• **INSTRUCTIONS TO FOLLOW**:
Your answer must be every line of the data that contains "PonsClient".

• **AVAILABLE DATA**:

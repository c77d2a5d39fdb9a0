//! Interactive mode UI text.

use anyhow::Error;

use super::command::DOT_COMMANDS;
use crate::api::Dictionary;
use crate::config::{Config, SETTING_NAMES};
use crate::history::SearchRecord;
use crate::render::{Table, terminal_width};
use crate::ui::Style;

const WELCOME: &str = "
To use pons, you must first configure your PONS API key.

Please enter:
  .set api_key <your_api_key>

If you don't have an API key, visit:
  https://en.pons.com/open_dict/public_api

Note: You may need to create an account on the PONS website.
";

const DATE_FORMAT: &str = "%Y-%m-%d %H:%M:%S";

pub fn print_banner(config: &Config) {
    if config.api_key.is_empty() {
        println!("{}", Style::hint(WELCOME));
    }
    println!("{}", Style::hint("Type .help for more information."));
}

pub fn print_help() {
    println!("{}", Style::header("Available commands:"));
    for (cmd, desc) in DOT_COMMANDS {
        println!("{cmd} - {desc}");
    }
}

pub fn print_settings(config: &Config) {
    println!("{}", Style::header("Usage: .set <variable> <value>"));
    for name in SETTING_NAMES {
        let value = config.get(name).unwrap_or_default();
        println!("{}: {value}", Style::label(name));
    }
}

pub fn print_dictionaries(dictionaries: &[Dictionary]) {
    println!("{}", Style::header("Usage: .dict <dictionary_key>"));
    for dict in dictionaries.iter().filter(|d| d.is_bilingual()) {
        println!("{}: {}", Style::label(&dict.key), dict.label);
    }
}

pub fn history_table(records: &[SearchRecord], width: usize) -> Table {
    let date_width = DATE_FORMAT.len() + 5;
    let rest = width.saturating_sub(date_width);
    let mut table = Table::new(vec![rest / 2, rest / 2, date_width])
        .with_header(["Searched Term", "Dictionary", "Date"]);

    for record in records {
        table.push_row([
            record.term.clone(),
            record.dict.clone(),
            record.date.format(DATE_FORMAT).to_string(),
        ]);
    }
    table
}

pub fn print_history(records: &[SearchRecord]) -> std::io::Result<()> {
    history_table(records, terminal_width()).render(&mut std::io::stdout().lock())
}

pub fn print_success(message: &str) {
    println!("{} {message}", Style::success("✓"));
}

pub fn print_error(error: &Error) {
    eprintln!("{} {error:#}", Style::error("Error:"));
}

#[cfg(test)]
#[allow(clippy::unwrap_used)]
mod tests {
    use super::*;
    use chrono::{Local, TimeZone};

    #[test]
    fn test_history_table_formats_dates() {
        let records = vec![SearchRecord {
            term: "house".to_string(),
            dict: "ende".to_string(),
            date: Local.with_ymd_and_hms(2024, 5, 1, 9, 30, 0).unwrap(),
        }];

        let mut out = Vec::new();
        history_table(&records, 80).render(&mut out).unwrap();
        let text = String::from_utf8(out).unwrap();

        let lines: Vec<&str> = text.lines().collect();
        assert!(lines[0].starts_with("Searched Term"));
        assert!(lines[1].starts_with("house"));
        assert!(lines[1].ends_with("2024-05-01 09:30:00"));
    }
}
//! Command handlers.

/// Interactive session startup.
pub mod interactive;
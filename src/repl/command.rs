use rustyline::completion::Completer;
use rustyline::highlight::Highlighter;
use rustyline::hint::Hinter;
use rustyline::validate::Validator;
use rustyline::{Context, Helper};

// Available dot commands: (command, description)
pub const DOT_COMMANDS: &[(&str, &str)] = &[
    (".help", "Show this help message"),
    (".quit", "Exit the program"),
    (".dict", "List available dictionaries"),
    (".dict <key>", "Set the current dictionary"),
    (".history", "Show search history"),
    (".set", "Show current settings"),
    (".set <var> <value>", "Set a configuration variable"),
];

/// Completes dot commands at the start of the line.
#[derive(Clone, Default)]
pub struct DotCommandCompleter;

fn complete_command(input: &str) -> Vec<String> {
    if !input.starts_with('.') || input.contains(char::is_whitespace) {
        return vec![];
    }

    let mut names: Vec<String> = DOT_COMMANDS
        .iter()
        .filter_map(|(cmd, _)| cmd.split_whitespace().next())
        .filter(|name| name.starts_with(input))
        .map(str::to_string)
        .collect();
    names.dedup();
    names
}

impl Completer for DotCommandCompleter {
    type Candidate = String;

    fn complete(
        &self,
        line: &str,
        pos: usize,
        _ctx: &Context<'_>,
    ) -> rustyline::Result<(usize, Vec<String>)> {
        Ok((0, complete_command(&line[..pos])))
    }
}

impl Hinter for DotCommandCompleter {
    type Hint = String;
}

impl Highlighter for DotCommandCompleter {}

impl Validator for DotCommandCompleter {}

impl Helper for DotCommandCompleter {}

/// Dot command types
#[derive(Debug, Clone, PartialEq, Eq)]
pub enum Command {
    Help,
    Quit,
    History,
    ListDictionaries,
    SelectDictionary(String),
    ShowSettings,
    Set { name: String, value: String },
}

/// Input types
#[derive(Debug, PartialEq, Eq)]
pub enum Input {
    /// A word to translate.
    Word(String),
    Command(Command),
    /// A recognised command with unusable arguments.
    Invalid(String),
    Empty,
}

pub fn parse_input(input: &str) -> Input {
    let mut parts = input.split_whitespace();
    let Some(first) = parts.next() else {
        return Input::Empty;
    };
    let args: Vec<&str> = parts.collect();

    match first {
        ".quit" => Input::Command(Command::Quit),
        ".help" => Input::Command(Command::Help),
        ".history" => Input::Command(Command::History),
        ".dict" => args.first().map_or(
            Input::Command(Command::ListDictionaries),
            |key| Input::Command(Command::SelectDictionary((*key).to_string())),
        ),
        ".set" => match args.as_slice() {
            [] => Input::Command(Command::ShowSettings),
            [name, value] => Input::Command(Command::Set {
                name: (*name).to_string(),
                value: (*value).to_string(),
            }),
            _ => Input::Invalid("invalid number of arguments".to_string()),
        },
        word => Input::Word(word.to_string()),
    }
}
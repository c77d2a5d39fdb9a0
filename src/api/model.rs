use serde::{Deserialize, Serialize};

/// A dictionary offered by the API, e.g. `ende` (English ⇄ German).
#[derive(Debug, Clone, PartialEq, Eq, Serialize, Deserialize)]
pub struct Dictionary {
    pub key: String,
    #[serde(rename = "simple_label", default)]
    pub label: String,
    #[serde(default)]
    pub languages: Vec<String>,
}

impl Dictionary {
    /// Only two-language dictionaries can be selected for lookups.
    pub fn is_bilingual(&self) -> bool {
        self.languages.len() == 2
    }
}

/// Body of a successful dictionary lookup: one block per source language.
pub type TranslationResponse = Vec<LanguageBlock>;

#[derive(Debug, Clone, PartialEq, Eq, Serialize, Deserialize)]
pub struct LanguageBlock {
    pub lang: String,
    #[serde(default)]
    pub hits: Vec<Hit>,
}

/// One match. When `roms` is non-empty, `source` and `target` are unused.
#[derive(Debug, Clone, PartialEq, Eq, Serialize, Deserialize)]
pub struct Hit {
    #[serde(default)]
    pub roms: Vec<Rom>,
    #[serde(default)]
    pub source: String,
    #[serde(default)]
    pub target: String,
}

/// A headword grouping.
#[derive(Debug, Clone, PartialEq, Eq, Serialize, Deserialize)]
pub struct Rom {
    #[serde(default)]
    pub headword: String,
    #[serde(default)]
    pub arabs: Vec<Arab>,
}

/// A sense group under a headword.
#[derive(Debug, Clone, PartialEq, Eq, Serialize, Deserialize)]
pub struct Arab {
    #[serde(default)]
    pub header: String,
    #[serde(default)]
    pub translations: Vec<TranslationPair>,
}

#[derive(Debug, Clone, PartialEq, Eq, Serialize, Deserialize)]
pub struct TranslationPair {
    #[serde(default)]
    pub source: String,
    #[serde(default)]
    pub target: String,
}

==

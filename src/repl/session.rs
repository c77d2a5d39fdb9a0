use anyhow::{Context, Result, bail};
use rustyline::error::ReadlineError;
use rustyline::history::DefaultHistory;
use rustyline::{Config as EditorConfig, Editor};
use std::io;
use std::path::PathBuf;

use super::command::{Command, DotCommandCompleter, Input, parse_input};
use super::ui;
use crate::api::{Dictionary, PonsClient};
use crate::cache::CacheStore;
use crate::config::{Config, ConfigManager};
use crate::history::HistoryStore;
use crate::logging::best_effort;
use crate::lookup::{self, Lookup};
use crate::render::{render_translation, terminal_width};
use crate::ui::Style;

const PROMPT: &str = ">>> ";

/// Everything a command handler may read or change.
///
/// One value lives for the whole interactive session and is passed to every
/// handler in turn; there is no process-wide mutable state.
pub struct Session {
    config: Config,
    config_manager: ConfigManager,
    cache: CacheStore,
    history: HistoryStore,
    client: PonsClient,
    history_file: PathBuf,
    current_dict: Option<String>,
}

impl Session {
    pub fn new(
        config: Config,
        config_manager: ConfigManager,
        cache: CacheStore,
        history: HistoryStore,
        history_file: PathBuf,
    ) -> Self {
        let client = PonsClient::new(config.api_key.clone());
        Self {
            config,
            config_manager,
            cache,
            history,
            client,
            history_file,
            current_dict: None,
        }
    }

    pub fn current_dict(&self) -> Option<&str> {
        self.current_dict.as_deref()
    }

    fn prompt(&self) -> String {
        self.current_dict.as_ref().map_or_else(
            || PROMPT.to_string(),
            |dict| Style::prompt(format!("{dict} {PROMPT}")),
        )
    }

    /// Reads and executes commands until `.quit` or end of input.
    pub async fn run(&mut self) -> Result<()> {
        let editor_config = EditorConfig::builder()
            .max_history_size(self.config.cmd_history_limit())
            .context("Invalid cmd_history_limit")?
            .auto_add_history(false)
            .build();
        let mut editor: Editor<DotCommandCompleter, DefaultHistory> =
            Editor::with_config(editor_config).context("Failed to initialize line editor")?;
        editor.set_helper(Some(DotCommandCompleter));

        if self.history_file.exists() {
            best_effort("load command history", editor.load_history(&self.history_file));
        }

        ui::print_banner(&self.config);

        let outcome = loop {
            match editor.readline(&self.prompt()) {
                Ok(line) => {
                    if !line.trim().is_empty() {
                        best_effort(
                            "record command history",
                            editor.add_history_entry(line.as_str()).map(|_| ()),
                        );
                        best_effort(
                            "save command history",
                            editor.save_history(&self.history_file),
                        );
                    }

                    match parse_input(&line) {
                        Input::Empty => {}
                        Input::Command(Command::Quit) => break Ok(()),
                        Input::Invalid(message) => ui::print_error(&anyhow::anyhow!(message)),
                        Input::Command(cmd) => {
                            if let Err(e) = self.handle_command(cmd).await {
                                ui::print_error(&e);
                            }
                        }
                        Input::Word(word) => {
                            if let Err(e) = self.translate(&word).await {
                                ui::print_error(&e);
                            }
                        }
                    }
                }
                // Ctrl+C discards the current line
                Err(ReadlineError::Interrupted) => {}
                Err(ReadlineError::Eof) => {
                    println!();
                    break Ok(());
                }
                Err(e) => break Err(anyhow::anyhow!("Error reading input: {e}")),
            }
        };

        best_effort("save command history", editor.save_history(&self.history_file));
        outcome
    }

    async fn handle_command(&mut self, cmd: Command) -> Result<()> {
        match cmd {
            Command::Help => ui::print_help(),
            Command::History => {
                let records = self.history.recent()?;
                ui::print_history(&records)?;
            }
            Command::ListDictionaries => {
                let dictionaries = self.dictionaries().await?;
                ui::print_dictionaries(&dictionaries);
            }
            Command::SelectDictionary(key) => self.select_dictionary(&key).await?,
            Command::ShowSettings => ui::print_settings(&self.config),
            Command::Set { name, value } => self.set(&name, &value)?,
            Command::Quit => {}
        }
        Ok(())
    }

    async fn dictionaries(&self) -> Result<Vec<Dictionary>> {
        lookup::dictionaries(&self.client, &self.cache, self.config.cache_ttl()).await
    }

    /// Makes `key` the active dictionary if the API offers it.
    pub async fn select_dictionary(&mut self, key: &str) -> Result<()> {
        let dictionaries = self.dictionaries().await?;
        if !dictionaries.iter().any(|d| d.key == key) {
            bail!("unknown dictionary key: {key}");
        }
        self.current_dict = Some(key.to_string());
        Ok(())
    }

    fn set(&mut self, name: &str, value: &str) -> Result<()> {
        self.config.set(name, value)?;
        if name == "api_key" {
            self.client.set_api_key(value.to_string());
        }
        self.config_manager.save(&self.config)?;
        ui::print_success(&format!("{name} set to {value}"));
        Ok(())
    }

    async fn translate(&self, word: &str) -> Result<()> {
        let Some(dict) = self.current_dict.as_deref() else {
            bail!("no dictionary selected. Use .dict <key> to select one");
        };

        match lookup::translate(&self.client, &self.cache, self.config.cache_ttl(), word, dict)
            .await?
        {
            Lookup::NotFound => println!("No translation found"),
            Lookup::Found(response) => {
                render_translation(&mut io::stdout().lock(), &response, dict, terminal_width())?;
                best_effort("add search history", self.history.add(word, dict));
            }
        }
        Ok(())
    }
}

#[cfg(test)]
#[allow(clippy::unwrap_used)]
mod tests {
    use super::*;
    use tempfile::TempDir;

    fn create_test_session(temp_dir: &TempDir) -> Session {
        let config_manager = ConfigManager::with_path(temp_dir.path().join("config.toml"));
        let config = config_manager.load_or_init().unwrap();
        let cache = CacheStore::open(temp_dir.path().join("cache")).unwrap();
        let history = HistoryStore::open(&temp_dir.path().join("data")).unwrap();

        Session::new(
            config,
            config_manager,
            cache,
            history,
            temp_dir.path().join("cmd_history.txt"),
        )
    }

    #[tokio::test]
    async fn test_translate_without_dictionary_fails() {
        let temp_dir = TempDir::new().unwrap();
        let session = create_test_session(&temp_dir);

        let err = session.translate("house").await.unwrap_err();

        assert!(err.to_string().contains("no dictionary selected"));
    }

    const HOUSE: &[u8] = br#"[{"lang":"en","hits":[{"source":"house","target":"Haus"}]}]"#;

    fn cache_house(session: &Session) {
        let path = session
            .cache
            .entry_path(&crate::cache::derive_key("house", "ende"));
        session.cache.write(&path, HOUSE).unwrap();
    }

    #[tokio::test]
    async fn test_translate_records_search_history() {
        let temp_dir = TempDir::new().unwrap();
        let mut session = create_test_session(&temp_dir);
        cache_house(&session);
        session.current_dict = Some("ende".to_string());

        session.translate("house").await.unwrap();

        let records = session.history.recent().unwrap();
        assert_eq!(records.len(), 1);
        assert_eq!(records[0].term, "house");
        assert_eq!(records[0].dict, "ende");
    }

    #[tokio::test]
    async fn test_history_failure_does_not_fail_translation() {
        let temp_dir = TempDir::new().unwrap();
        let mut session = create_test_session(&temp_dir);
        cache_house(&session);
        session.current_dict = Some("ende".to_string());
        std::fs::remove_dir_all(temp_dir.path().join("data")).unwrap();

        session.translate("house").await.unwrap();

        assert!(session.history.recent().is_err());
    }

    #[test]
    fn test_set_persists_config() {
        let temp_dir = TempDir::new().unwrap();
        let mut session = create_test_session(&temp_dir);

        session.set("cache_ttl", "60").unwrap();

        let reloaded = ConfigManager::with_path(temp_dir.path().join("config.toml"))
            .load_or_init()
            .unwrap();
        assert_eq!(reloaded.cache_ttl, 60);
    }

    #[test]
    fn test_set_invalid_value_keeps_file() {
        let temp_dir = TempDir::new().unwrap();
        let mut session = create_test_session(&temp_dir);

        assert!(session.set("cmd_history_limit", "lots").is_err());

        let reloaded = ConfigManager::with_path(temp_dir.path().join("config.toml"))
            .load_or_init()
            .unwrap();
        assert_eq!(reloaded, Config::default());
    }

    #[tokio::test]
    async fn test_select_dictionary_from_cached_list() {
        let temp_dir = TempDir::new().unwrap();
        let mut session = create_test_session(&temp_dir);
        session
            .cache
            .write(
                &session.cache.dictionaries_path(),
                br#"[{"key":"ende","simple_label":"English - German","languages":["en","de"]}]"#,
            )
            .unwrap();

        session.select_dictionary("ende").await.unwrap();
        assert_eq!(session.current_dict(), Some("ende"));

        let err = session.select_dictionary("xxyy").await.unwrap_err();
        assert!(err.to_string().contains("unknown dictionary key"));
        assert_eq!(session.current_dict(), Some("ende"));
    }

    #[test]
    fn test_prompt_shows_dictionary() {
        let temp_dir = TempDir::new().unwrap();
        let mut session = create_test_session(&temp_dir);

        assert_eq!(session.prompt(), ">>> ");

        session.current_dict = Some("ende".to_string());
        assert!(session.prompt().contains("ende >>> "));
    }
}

• **YOUR RESPONSE**:
use crate::api::{Dictionary, PonsClient};
    client: PonsClient,
        let client = PonsClient::new(config.api_key.clone());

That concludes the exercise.